SUPPLIED DATA:

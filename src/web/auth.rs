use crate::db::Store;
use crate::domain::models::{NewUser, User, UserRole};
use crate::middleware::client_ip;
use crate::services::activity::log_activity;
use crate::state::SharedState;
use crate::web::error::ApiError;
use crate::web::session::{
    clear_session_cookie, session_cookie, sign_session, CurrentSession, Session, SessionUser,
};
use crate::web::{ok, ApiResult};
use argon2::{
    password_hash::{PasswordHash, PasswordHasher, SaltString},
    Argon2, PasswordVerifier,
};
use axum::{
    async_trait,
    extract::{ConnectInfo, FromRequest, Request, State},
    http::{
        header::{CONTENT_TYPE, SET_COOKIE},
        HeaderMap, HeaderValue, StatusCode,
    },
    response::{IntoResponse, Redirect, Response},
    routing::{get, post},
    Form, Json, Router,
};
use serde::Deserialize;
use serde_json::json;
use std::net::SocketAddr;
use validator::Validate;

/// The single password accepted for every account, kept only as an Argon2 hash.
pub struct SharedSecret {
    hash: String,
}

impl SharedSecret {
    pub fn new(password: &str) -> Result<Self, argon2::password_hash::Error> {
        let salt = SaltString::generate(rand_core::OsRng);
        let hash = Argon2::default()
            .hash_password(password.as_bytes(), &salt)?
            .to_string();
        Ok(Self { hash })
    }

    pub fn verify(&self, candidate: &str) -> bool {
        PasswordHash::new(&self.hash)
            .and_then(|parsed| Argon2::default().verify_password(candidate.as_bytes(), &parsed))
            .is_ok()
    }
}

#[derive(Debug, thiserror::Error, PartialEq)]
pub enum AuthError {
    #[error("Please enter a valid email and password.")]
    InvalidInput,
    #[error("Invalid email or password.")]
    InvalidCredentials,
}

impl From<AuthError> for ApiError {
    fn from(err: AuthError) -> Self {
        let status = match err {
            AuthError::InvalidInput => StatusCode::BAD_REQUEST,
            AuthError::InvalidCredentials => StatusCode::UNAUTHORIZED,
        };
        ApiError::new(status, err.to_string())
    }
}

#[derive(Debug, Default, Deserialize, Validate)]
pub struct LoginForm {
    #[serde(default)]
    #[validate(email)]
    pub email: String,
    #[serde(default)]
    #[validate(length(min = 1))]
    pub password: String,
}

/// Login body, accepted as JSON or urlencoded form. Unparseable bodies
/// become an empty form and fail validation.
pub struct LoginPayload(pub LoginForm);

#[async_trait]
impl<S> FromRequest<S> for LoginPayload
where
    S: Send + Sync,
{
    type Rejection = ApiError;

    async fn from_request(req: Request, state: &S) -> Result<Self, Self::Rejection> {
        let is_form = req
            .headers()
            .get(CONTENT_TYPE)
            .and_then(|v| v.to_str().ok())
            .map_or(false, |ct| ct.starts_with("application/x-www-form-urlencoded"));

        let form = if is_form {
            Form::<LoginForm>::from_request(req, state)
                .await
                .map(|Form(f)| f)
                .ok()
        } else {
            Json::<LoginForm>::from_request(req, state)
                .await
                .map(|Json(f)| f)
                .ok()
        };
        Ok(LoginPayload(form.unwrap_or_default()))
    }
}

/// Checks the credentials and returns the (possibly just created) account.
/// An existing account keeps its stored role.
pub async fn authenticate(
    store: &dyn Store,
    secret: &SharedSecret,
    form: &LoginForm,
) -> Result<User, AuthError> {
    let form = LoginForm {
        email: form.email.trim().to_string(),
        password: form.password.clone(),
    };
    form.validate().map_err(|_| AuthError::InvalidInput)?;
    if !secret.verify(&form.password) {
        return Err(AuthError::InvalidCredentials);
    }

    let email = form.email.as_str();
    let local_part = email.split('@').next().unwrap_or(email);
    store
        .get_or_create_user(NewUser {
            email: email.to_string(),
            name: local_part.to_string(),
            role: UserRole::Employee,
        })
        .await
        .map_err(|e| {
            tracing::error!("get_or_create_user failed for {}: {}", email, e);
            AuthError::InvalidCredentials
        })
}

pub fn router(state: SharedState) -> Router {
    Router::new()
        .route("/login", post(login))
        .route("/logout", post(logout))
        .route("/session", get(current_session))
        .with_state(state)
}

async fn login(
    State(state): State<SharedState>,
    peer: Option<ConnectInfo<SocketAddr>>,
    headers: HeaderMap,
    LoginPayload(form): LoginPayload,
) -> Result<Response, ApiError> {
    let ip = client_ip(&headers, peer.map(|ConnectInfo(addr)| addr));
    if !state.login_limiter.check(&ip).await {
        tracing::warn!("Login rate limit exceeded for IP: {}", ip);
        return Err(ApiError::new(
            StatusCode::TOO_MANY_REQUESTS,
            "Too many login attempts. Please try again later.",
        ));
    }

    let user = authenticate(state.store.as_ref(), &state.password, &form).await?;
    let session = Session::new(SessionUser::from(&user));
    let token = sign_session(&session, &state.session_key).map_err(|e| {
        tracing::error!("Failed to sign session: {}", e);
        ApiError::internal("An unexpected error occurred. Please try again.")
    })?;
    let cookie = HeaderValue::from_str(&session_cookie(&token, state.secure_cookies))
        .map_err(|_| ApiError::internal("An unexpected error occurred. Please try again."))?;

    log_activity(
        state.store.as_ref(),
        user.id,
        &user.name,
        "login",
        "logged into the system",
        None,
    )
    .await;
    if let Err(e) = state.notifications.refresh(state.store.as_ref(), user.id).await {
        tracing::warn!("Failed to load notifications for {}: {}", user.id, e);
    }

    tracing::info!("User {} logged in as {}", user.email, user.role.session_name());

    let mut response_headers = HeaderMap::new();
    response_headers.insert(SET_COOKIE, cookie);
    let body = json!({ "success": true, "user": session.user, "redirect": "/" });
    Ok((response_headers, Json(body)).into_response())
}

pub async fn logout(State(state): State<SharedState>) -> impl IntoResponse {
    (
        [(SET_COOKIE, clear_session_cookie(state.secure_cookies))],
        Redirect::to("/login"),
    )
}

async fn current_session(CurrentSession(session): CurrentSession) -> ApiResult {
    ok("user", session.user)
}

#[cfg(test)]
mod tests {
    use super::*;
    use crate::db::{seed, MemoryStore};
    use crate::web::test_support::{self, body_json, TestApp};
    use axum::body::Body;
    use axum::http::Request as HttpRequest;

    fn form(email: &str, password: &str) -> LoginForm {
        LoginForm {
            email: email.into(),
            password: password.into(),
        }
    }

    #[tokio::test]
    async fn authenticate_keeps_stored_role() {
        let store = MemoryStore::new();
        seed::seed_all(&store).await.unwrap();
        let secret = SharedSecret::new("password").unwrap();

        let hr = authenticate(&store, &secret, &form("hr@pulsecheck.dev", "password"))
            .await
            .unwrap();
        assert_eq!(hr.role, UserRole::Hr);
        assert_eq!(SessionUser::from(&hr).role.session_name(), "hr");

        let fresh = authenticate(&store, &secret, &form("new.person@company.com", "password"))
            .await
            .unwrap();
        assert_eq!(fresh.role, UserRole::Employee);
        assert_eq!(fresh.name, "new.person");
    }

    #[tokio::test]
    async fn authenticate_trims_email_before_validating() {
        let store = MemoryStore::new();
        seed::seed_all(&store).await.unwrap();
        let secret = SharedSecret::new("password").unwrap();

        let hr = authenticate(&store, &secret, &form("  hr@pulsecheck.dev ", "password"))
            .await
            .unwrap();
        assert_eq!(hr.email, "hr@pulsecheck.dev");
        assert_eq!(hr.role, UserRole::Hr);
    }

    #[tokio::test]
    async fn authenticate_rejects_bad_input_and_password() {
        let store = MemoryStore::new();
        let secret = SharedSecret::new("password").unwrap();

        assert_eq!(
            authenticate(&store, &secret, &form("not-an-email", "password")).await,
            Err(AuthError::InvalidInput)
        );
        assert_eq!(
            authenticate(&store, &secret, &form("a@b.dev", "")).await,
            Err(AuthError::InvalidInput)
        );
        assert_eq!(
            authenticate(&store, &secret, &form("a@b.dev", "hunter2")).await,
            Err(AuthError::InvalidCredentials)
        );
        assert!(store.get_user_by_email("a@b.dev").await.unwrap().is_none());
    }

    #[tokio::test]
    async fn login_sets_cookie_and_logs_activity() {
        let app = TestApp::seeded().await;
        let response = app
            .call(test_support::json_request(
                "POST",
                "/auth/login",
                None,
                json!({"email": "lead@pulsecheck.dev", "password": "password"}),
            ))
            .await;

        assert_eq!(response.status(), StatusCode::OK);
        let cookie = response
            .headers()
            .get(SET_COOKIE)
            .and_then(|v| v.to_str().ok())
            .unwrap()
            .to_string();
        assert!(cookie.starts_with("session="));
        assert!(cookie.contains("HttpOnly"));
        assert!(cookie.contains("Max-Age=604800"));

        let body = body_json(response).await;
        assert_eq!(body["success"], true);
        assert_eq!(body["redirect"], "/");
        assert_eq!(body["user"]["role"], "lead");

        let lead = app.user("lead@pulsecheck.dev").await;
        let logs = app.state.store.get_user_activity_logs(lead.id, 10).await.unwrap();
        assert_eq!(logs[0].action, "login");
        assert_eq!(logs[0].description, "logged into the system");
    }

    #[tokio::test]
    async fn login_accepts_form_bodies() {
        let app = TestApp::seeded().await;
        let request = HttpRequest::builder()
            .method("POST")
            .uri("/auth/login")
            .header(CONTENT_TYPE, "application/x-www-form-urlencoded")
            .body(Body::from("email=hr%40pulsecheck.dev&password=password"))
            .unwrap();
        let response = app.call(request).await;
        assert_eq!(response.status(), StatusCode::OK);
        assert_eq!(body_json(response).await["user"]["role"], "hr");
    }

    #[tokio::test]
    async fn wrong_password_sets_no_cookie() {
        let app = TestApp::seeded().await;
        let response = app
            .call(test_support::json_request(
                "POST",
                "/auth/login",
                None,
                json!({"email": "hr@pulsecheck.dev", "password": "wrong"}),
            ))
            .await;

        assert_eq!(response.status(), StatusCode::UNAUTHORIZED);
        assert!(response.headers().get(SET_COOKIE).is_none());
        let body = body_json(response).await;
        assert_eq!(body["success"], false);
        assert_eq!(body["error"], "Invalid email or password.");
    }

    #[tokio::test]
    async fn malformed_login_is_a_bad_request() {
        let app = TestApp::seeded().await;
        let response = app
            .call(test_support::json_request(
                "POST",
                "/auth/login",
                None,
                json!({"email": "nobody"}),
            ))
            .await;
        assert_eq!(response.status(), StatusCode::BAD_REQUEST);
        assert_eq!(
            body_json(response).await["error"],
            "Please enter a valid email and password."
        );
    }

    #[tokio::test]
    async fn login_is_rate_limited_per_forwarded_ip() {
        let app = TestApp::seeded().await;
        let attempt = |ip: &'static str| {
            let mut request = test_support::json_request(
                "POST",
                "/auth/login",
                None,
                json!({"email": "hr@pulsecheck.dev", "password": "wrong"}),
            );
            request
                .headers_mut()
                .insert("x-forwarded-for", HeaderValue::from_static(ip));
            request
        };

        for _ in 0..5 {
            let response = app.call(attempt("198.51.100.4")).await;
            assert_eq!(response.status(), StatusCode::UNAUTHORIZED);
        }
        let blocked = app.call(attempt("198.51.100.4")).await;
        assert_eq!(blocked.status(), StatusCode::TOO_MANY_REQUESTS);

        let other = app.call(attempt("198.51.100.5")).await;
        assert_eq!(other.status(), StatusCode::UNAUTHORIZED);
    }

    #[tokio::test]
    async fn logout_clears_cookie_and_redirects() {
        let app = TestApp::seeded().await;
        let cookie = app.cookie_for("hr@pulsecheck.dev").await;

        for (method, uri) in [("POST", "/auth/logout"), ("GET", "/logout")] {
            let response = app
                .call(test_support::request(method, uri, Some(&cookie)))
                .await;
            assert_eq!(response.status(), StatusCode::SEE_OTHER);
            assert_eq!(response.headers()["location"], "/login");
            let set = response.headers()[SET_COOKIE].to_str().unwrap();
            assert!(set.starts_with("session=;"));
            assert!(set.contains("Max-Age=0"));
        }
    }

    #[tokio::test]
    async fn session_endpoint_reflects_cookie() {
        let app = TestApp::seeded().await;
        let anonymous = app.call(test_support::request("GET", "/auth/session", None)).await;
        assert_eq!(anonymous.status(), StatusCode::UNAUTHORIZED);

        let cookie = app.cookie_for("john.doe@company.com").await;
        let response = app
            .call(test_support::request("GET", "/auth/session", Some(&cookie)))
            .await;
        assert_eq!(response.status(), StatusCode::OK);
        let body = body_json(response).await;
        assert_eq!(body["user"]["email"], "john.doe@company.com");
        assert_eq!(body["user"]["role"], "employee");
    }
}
---
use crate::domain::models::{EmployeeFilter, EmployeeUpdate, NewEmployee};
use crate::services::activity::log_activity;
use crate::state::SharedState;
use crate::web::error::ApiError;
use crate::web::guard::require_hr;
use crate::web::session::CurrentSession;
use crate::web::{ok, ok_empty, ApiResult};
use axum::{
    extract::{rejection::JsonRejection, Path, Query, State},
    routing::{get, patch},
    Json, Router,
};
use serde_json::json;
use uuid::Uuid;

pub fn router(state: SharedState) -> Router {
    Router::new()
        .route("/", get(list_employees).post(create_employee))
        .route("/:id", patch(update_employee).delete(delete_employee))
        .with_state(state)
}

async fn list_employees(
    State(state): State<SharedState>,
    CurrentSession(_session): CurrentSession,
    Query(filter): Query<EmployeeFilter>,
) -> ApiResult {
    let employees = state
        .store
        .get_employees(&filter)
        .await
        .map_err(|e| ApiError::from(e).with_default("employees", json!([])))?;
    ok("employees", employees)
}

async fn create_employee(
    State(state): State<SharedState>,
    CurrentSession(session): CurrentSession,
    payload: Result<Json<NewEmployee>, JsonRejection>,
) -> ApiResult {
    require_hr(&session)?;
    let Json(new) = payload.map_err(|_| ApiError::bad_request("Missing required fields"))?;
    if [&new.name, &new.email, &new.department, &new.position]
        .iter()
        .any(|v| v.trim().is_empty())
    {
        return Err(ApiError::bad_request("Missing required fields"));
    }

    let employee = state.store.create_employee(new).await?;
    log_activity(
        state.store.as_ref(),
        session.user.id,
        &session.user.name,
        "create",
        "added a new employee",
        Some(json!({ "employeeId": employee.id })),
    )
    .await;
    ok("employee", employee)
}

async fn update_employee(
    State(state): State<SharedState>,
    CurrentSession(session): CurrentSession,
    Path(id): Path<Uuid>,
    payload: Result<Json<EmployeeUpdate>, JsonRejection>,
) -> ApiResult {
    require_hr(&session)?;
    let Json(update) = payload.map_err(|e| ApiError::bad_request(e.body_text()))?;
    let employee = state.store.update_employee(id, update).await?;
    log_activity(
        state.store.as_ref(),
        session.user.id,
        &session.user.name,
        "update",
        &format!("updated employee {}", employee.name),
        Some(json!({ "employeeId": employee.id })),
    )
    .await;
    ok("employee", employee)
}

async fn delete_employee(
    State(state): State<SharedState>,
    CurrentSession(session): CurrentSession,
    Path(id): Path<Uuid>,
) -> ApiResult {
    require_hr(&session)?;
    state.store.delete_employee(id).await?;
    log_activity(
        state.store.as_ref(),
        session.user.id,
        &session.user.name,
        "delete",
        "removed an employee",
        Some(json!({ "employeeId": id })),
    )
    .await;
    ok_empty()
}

WHAT YOU HAVE TO DO: What lines above contain the word "enter"? Return each such line.

SOLUTION TO THE EXERCISE:
    #[error("Please enter a valid email and password.")]
            "Please enter a valid email and password."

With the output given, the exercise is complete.